PHILADELPHIA — Through early adulthood, exposure to new experiences—like learning to drive a car or memorizing information for an exam—triggers change in the human brain, re-wiring neural pathways to imprint memories and modify behavior. Similar to humans, the behavior of Florida carpenter ants is not set in stone—their roles, whether it is protecting the colony or foraging for food, are determined by signals from the physical and social environment early in their life. But questions remain about how long they are vulnerable to epigenetic changes and what pathways govern social behavior in ants.
Now, a team led by researchers in the Perelman School of Medicine at the University of Pennsylvania discovered that a protein called CoRest, a neural repressor that is also found in humans, plays a central role in determining the social behavior of ants. The results, published today in Molecular Cell, also revealed that worker ants called Majors, known as “brawny” soldiers that protect colonies, can be reprogrammed to perform the foraging role—generally reserved for their sisters, the Minor ants—up to five days after they emerge as an adult ant. However, the reprogramming is ineffective at the 10-day mark, revealing how narrow the window of epigenetic plasticity is in ants.
“How behavior becomes established in humans is deeply fascinating—we know it’s quite plastic especially during childhood and early adolescence—however, of course, we cannot study or manipulate this experimentally,” said the study’s senior author Shelley Berger, PhD, the Daniel S. Och University Professor in the departments of Cell and Developmental Biology and Biology, and director of the Penn Epigenetics Institute. “Ants, with their complex societies and behavior, and similar plasticity, provide a wonderful laboratory model to understand the underlying mechanisms and pathways.
The findings add to an extensive body of work, led by Berger and colleagues over the last 12 years, examining the social behavior of ants and the role epigenetics plays in determining that behavior. Ants provide ideal models to study social behavior because each colony is comprised of thousands of individuals—the queen, who carries out all the egg-laying, and all of her highly-related offspring workers—with nearly identical genetic makeup, much like human twins. However, the sister workers possess distinct physical traits and behaviors based on caste. For example, Major workers have large heads and powerful mandibles that help protect their colonies, while Minor workers are much smaller and assume the responsibility of searching for food and caring for the brood (developing “baby” ants).

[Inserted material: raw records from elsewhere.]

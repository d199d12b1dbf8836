use super::standings::{add_points, TeamStanding};
use super::{EventKind, EventRunner, TeamEventInput, TeamEventResult};
use crate::core_types::{SeriesResult, StartListEntry};
use crate::error::SjResult;
use crate::start_list::{
    as_built_group, ensure_unique_bibs, get_duet_group_start_list,
    get_mixed_team_group_start_list, team_lineups, team_trial_start_list, TeamLineup, DUET_SLOTS,
    MIXED_TEAM_SLOTS,
};
use std::cmp::Ordering;
use std::collections::HashMap;
use tracing::{debug, info};

type GroupBuilder = fn(&[TeamLineup], usize, &HashMap<String, f64>) -> Vec<StartListEntry>;

/// Descending total, then descending base bib.
fn team_order(a: (f64, u32), b: (f64, u32)) -> Ordering {
    b.0.total_cmp(&a.0).then(b.1.cmp(&a.1))
}

fn ranked_lineups<'l>(
    lineups: &'l [TeamLineup],
    totals: &HashMap<String, f64>,
) -> Vec<&'l TeamLineup> {
    let mut ranked: Vec<&TeamLineup> = lineups.iter().collect();
    ranked.sort_by(|a, b| {
        let ka = (totals.get(&a.team_id).copied().unwrap_or(0.0), a.base_bib());
        let kb = (totals.get(&b.team_id).copied().unwrap_or(0.0), b.base_bib());
        team_order(ka, kb)
    });
    ranked
}

/// Shared engine for duet and mixed team: `slots.len()` groups per series,
/// and after series `i` the field is cut to `cuts[i]` when present.
#[allow(clippy::too_many_arguments)]
fn run_grouped(
    runner: &mut EventRunner,
    kind: EventKind,
    event: &TeamEventInput,
    slots: usize,
    num_series: usize,
    lineups: Vec<TeamLineup>,
    cuts: &[usize],
    later_groups: GroupBuilder,
) -> SjResult<TeamEventResult> {
    let all_entries: Vec<StartListEntry> =
        lineups.iter().flat_map(|l| l.entries.clone()).collect();
    ensure_unique_bibs(&all_entries)?;

    let mut totals: HashMap<String, f64> = lineups
        .iter()
        .map(|l| (l.team_id.clone(), 0.0))
        .collect();
    // Teams eliminated after series `i` are stored as finishing in round `i`.
    let mut reached: HashMap<String, usize> = HashMap::new();
    let mut active: Vec<TeamLineup> = lineups.clone();
    let mut completed: Vec<SeriesResult> = Vec::with_capacity(num_series);

    for series_index in 0..num_series {
        let mut series = SeriesResult::new(event.start_gate);
        for slot in 0..slots {
            let group = if series_index == 0 && slot == 0 {
                as_built_group(&active, slot)
            } else {
                later_groups(&active, slot, &totals)
            };
            debug!(
                "  {} series {} group {}: {} jumpers",
                kind,
                series_index + 1,
                slot + 1,
                group.len()
            );
            let points = runner.run_group(
                kind,
                &event.hill,
                &event.scoring,
                series_index,
                &mut series,
                &completed,
                &group,
            );
            for (entry, p) in group.iter().zip(points) {
                if let Some(team_id) = &entry.team_id {
                    let t = totals.entry(team_id.clone()).or_insert(0.0);
                    *t = add_points(*t, p);
                }
            }
        }
        completed.push(series);
        for l in &active {
            reached.insert(l.team_id.clone(), series_index);
        }

        if let Some(&cut) = cuts.get(series_index) {
            if series_index + 1 < num_series && cut < active.len() {
                let survivors: Vec<TeamLineup> = ranked_lineups(&active, &totals)
                    .into_iter()
                    .take(cut)
                    .cloned()
                    .collect();
                info!(
                    "  {} cut after series {}: {} of {} teams continue",
                    kind,
                    series_index + 1,
                    survivors.len(),
                    active.len()
                );
                active = survivors;
            }
        }
    }

    Ok(finish(completed, lineups, &totals, &reached))
}

fn finish(
    series: Vec<SeriesResult>,
    lineups: Vec<TeamLineup>,
    totals: &HashMap<String, f64>,
    reached: &HashMap<String, usize>,
) -> TeamEventResult {
    let mut ranked: Vec<&TeamLineup> = lineups.iter().collect();
    ranked.sort_by(|a, b| {
        let ra = reached.get(&a.team_id).copied().unwrap_or(0);
        let rb = reached.get(&b.team_id).copied().unwrap_or(0);
        rb.cmp(&ra).then_with(|| {
            let ka = (totals.get(&a.team_id).copied().unwrap_or(0.0), a.base_bib());
            let kb = (totals.get(&b.team_id).copied().unwrap_or(0.0), b.base_bib());
            team_order(ka, kb)
        })
    });

    let team_totals: Vec<TeamStanding> = ranked
        .iter()
        .map(|l| TeamStanding {
            team_id: l.team_id.clone(),
            total: totals.get(&l.team_id).copied().unwrap_or(0.0),
        })
        .collect();
    let final_order = team_totals.iter().map(|t| t.team_id.clone()).collect();

    TeamEventResult {
        series,
        lineups,
        team_totals,
        final_order,
    }
}

/// Three series of two groups; the field shrinks to `cuts[0]` then `cuts[1]`.
pub(crate) fn run_duet(
    runner: &mut EventRunner,
    event: &TeamEventInput,
    cuts: [usize; 2],
) -> SjResult<TeamEventResult> {
    let lineups = team_lineups(&event.teams, &DUET_SLOTS)?;
    run_grouped(
        runner,
        EventKind::Duet,
        event,
        DUET_SLOTS.len(),
        3,
        lineups,
        &cuts,
        get_duet_group_start_list,
    )
}

/// Two series of four groups (women, men, women, men), no cuts.
pub(crate) fn run_mixed_team(
    runner: &mut EventRunner,
    event: &TeamEventInput,
) -> SjResult<TeamEventResult> {
    let lineups = team_lineups(&event.teams, &MIXED_TEAM_SLOTS)?;
    run_grouped(
        runner,
        EventKind::MixedTeam,
        event,
        MIXED_TEAM_SLOTS.len(),
        2,
        lineups,
        &[],
        get_mixed_team_group_start_list,
    )
}

/// One series, every member of every team in fixed team order.
pub(crate) fn run_team_trial(
    runner: &mut EventRunner,
    event: &TeamEventInput,
) -> SjResult<TeamEventResult> {
    let start_list = team_trial_start_list(&event.teams);
    ensure_unique_bibs(&start_list)?;

    let mut lineups: Vec<TeamLineup> = Vec::new();
    for entry in &start_list {
        let team_id = entry.team_id.clone().unwrap_or_default();
        match lineups.iter_mut().find(|l| l.team_id == team_id) {
            Some(l) => l.entries.push(entry.clone()),
            None => lineups.push(TeamLineup {
                team_id,
                country: entry.country.clone().unwrap_or_default(),
                entries: vec![entry.clone()],
            }),
        }
    }

    let mut series = SeriesResult::new(event.start_gate);
    let points = runner.run_group(
        EventKind::TeamTrial,
        &event.hill,
        &event.scoring,
        0,
        &mut series,
        &[],
        &start_list,
    );

    let mut totals: HashMap<String, f64> = HashMap::new();
    for (entry, p) in start_list.iter().zip(points) {
        let t = totals
            .entry(entry.team_id.clone().unwrap_or_default())
            .or_insert(0.0);
        *t = add_points(*t, p);
    }
    info!("  Team trial: {} teams, {} jumps", lineups.len(), start_list.len());

    let reached = lineups.iter().map(|l| (l.team_id.clone(), 0)).collect();
    Ok(finish(vec![series], lineups, &totals, &reached))
}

In a previous revelatory study, published in Science in 2015, researchers in Berger’s lab showed it’s possible to reprogram, or directly alter, the caste-specific behavior in Major workers by injecting them with a single dose of a histone-altering chemical. Although the size of the ants didn’t change, their identities did—the Major workers wandered away from the colony and began to forage for food. While the results suggested epigenetically-encoded behavioral malleability in ants, it was unclear how long the “epigenetic window of vulnerability” remained open, and what pathways actually determined the behavioral differences between ant castes.
In this study, researchers injected the same histone-altering chemical, a histone deacetylase inhibitor called trichostatin A (TSA), in ant brains at specific points in early adulthood: zero, five and 10 days after they emerged. They found that many genes that are normally only turned on in the Minor workers were also turned on in the reprogrammed Major workers, and these changes persisted well after the short half-life of the drug. Surprisingly, neither the behavioral reprogramming nor the gene expression similarities occurred in Major workers injected after 5 days of age.
More importantly, researchers saw that the protein CoRest, which is found widely throughout animals and mammals, was upregulated in the reprogrammed Major workers. They conducted epigenomic profiling, and found that when Major workers are reprogrammed, CoRest repressed enzymes that degrade Juvenile Hormone (JH), a hormone which is naturally elevated in the Minor workers but normally degraded in Major workers. Additionally, researchers found that CoRest represses these genes in natural Minor workers—but not natural Major workers—and that this epigenetic control of JH levels was responsible for the natural behavioral differences between Major and Minor workers. Taken together, the results reveal mirrored patterns in natural Minor foragers and reprogrammed Major workers: high CoRest, high JH levels, and low JH degradation.
“Given how highly related workers of different castes are to one another, we’ve always suspected that the epigenome plays a big role in their huge behavioral differences,” said the study’s lead author Karl M. Glastad, PhD, a postdoctoral researcher in the Berger lab. “However, this is the first study where the actual mechanism has been identified, from epigenome, through hormonal signaling, and finally to behavior.”
The work was supported, in part, by a grant from the National Institutes of Health (NIH) (F32GM120933) and the National Institute on Aging (R01 5R01AG055570).
Additional Penn authors include Riley J. Graham, Linyang Ju, Julian Roessler, and Cristina M. Brady.